[EXERCISE DETAILS]
Once the line containing "let mut emails" is found, retype it and each line after it through the last entry below, word for word, and nothing else.

─── PROVIDED ENTRIES

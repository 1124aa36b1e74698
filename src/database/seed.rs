use crate::models::{ActivityMap, ActivityRecord};

// (name, description, schedule, max_participants, participants)
const SEED_ACTIVITIES: &[(&str, &str, &str, u32, &[&str])] = &[
    (
        "Chess Club",
        "Learn strategies and compete in chess tournaments",
        "Fridays, 3:30 PM - 5:00 PM",
        12,
        &["michael@mergington.edu", "daniel@mergington.edu"],
    ),
    (
        "Programming Class",
        "Learn programming fundamentals and build software projects",
        "Tuesdays and Thursdays, 3:30 PM - 4:30 PM",
        20,
        &["emma@mergington.edu", "sophia@mergington.edu"],
    ),
    (
        "Gym Class",
        "Physical education and sports activities",
        "Mondays, Wednesdays, Fridays, 2:00 PM - 3:00 PM",
        30,
        &["john@mergington.edu", "olivia@mergington.edu"],
    ),
    (
        "Soccer Team",
        "Join the school soccer team and compete in matches",
        "Tuesdays and Thursdays, 4:00 PM - 5:30 PM",
        22,
        &["liam@mergington.edu", "noah@mergington.edu"],
    ),
    (
        "Basketball Team",
        "Practice and play basketball with the school team",
        "Wednesdays and Fridays, 3:30 PM - 5:00 PM",
        15,
        &["ava@mergington.edu", "mia@mergington.edu"],
    ),
    (
        "Art Club",
        "Explore your creativity through painting and drawing",
        "Thursdays, 3:30 PM - 5:00 PM",
        15,
        &["amelia@mergington.edu", "harper@mergington.edu"],
    ),
    (
        "Drama Club",
        "Act, direct, and produce plays and performances",
        "Mondays and Wednesdays, 4:00 PM - 5:30 PM",
        20,
        &["ella@mergington.edu", "scarlett@mergington.edu"],
    ),
    (
        "Math Club",
        "Solve challenging problems and participate in math competitions",
        "Tuesdays, 3:30 PM - 4:30 PM",
        10,
        &["james@mergington.edu", "benjamin@mergington.edu"],
    ),
    (
        "Debate Team",
        "Develop public speaking and argumentation skills",
        "Fridays, 4:00 PM - 5:30 PM",
        12,
        &["charlotte@mergington.edu", "henry@mergington.edu"],
    ),
];

pub fn default_activities() -> ActivityMap {
    SEED_ACTIVITIES
        .iter()
        .map(|(name, description, schedule, max, participants)| {
            (
                name.to_string(),
                ActivityRecord::new(*description, *schedule, *max, participants),
            )
        })
        .collect()
}

#[cfg(test)]
mod tests {
    use super::*;

    #[test]
    fn seed_contains_chess_club() {
        let activities = default_activities();
        let chess = &activities["Chess Club"];
        assert_eq!(chess.max_participants, 12);
        assert!(chess.has_participant("michael@mergington.edu"));
        assert_eq!(activities.len(), SEED_ACTIVITIES.len());
    }

    #[test]
    fn seed_rosters_have_no_duplicates() {
        for (name, record) in default_activities() {
            let mut emails = record.participants.clone();
            emails.sort();
            emails.dedup();
            assert_eq!(emails.len(), record.participants.len(), "{}", name);
        }
    }
}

──────

[RESULT OF THIS TASK]
            let mut emails = record.participants.clone();
            emails.sort();
            emails.dedup();
            assert_eq!(emails.len(), record.participants.len(), "{}", name);
        }
    }
}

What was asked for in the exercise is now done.